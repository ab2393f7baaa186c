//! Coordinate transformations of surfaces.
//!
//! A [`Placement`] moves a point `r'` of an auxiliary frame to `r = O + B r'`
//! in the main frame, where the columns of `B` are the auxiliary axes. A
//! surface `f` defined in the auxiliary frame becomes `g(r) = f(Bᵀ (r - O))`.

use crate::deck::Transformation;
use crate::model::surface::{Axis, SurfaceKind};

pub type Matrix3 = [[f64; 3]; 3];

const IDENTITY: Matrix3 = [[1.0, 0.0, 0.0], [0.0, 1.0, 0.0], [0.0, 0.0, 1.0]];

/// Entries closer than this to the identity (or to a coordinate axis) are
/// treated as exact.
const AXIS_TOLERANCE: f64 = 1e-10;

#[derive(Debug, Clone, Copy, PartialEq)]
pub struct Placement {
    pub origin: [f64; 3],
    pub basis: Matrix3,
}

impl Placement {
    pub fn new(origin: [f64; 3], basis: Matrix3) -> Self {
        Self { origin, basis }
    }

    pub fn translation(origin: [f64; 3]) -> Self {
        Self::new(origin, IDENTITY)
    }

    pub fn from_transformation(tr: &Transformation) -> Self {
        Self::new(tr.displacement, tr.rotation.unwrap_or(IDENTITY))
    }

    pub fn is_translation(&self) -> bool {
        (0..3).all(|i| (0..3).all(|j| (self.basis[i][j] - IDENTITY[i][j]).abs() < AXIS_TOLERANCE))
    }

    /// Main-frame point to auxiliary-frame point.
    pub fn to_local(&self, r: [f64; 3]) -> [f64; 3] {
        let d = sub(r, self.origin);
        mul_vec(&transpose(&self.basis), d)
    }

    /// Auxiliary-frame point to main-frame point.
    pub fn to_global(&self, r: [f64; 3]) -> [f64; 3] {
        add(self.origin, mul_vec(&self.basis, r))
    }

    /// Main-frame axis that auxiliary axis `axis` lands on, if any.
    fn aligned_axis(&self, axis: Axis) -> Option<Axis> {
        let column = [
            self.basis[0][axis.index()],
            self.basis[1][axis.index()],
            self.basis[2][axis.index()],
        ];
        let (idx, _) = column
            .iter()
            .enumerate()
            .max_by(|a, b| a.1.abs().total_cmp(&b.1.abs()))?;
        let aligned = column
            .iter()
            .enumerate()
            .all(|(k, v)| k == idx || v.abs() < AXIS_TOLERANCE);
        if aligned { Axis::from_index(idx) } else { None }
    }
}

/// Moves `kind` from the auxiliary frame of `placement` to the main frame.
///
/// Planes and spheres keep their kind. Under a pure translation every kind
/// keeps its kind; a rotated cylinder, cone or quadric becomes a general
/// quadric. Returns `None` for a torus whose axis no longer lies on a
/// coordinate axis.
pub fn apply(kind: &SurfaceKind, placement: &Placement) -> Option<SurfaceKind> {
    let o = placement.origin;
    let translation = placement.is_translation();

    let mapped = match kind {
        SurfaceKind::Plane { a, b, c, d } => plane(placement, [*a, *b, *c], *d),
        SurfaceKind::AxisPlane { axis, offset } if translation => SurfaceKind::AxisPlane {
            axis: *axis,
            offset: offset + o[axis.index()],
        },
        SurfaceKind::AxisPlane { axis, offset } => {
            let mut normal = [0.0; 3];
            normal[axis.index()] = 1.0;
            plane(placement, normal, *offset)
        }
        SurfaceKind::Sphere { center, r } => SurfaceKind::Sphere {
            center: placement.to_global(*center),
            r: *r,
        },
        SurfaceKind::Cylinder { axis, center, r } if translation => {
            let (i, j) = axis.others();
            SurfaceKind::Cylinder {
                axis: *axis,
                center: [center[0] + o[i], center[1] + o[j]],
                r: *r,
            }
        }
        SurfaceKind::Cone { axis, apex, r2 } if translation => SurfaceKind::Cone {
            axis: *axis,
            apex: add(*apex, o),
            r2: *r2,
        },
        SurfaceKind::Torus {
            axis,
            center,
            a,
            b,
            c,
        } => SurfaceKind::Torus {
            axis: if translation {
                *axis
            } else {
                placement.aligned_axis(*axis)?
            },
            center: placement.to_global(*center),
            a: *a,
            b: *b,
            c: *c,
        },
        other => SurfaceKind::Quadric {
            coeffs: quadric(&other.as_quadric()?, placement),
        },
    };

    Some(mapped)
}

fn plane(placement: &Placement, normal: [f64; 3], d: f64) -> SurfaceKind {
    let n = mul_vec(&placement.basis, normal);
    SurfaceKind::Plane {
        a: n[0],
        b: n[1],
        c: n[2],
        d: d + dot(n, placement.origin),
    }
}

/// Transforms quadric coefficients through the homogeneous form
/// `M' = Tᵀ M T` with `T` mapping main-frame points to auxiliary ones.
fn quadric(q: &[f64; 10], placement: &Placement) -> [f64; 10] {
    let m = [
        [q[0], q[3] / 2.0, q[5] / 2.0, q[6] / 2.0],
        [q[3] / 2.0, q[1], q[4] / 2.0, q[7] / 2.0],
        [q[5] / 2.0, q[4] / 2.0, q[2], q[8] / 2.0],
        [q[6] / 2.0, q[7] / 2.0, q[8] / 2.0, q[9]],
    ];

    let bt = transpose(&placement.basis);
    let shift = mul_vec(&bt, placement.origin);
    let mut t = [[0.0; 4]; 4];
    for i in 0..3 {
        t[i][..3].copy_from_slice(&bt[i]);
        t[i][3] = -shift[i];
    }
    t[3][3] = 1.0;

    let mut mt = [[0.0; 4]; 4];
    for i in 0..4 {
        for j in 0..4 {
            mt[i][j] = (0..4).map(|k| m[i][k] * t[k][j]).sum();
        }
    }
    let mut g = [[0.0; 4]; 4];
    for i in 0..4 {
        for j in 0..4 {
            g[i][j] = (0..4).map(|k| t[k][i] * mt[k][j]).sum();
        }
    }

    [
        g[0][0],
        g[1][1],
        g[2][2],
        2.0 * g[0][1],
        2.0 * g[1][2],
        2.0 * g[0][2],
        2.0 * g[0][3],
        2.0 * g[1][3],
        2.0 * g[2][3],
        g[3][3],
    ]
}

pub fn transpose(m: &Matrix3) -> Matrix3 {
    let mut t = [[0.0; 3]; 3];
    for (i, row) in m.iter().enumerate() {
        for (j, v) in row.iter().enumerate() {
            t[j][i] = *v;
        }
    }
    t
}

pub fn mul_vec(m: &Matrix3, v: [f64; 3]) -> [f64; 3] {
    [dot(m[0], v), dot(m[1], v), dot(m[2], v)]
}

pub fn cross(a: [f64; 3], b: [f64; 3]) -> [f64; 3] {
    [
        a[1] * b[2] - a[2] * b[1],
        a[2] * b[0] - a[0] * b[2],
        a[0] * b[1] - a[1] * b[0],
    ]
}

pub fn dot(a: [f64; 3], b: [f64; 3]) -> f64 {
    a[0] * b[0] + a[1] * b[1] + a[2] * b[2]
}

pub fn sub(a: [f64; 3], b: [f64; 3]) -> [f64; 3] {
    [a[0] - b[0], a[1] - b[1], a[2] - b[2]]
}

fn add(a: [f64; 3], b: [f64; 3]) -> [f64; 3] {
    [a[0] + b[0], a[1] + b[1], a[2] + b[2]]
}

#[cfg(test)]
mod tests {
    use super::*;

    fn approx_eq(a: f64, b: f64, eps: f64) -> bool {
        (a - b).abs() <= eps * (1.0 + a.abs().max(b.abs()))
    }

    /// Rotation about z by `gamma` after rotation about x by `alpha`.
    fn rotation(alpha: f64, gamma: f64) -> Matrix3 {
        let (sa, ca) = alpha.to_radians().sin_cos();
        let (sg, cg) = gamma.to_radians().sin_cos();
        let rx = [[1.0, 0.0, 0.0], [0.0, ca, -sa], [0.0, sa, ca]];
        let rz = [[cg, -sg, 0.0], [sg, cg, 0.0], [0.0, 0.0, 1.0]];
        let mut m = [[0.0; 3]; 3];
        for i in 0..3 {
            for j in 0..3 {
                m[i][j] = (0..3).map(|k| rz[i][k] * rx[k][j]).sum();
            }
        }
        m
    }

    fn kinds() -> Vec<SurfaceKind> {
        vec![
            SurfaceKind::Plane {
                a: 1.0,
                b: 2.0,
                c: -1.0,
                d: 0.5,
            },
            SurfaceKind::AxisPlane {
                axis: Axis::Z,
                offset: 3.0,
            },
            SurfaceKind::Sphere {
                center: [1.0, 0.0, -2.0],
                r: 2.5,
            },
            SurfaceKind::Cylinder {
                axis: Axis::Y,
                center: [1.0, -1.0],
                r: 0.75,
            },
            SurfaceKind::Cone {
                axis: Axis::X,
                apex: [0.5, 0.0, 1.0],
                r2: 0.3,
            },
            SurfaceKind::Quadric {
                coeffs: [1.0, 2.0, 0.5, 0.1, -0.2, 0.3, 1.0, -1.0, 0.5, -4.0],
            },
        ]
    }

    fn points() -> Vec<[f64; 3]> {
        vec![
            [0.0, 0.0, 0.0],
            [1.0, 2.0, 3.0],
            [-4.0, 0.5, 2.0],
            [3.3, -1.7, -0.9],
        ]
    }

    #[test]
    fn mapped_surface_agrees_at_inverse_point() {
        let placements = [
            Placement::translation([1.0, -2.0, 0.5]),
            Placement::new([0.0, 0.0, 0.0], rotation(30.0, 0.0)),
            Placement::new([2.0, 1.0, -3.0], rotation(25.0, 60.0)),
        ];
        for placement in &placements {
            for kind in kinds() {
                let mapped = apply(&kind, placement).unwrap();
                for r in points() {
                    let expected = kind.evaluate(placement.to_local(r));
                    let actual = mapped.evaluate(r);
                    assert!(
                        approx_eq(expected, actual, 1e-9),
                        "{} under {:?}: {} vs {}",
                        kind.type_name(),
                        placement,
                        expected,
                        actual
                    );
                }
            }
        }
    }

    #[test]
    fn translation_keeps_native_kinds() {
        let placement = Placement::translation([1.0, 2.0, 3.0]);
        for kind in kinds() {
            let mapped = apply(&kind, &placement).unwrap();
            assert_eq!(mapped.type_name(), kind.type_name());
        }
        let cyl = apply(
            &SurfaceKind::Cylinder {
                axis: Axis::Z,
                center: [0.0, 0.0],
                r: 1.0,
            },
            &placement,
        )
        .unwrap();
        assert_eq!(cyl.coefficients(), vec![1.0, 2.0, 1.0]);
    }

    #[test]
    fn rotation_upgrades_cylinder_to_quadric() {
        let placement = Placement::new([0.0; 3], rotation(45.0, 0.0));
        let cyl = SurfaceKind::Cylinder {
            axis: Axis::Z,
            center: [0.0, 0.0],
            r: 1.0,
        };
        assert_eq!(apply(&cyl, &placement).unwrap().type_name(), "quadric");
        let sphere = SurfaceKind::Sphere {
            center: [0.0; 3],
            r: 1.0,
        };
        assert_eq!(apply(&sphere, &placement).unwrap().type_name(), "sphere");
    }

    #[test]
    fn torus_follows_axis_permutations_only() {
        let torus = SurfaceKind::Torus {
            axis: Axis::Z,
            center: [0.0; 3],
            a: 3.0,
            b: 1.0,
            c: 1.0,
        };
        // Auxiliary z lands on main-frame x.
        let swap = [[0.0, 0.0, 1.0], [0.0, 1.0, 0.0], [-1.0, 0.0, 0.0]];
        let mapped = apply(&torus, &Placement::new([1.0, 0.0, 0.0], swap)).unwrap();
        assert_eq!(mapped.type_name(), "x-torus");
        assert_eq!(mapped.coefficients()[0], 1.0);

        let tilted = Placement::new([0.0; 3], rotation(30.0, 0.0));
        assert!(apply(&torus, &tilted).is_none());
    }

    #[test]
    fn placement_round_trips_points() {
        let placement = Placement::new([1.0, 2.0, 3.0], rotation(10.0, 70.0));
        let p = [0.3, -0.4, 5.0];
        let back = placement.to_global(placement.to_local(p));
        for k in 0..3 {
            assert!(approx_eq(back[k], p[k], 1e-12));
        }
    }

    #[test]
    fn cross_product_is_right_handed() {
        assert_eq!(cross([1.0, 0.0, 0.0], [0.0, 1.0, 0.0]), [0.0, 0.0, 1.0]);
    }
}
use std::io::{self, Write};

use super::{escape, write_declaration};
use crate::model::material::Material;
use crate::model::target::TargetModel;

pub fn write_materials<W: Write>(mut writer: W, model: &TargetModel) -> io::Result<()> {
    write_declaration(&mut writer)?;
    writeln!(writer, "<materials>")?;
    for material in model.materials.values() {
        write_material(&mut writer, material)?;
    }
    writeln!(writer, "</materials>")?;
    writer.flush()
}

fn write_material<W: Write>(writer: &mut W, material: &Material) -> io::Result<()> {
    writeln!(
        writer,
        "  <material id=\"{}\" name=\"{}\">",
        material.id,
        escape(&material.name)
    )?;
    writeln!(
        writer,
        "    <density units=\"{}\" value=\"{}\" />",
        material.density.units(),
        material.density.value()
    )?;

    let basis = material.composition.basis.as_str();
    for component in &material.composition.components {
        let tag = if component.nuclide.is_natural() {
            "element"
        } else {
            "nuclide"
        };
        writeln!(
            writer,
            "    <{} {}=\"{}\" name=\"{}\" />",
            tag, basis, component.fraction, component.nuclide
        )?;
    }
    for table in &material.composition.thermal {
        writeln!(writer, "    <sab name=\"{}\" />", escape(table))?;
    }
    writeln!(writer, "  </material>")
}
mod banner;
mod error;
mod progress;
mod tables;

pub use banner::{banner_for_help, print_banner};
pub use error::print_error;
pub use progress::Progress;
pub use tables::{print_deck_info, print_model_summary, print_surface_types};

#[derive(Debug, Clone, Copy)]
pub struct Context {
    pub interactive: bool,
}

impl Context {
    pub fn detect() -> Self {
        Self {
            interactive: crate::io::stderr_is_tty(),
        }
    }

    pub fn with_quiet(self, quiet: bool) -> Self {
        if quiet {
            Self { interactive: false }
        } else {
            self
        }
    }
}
————
◆ **Task directions**: Everything from the first line of the material through the line containing "auxiliary axes. A" is to be printed exactly; lines after that are to be left out.

◆ **Result below**:
repository ab2393f7baaa186c
//! Coordinate transformations of surfaces.
//!
//! A [`Placement`] moves a point `r'` of an auxiliary frame to `r = O + B r'`
//! in the main frame, where the columns of `B` are the auxiliary axes. A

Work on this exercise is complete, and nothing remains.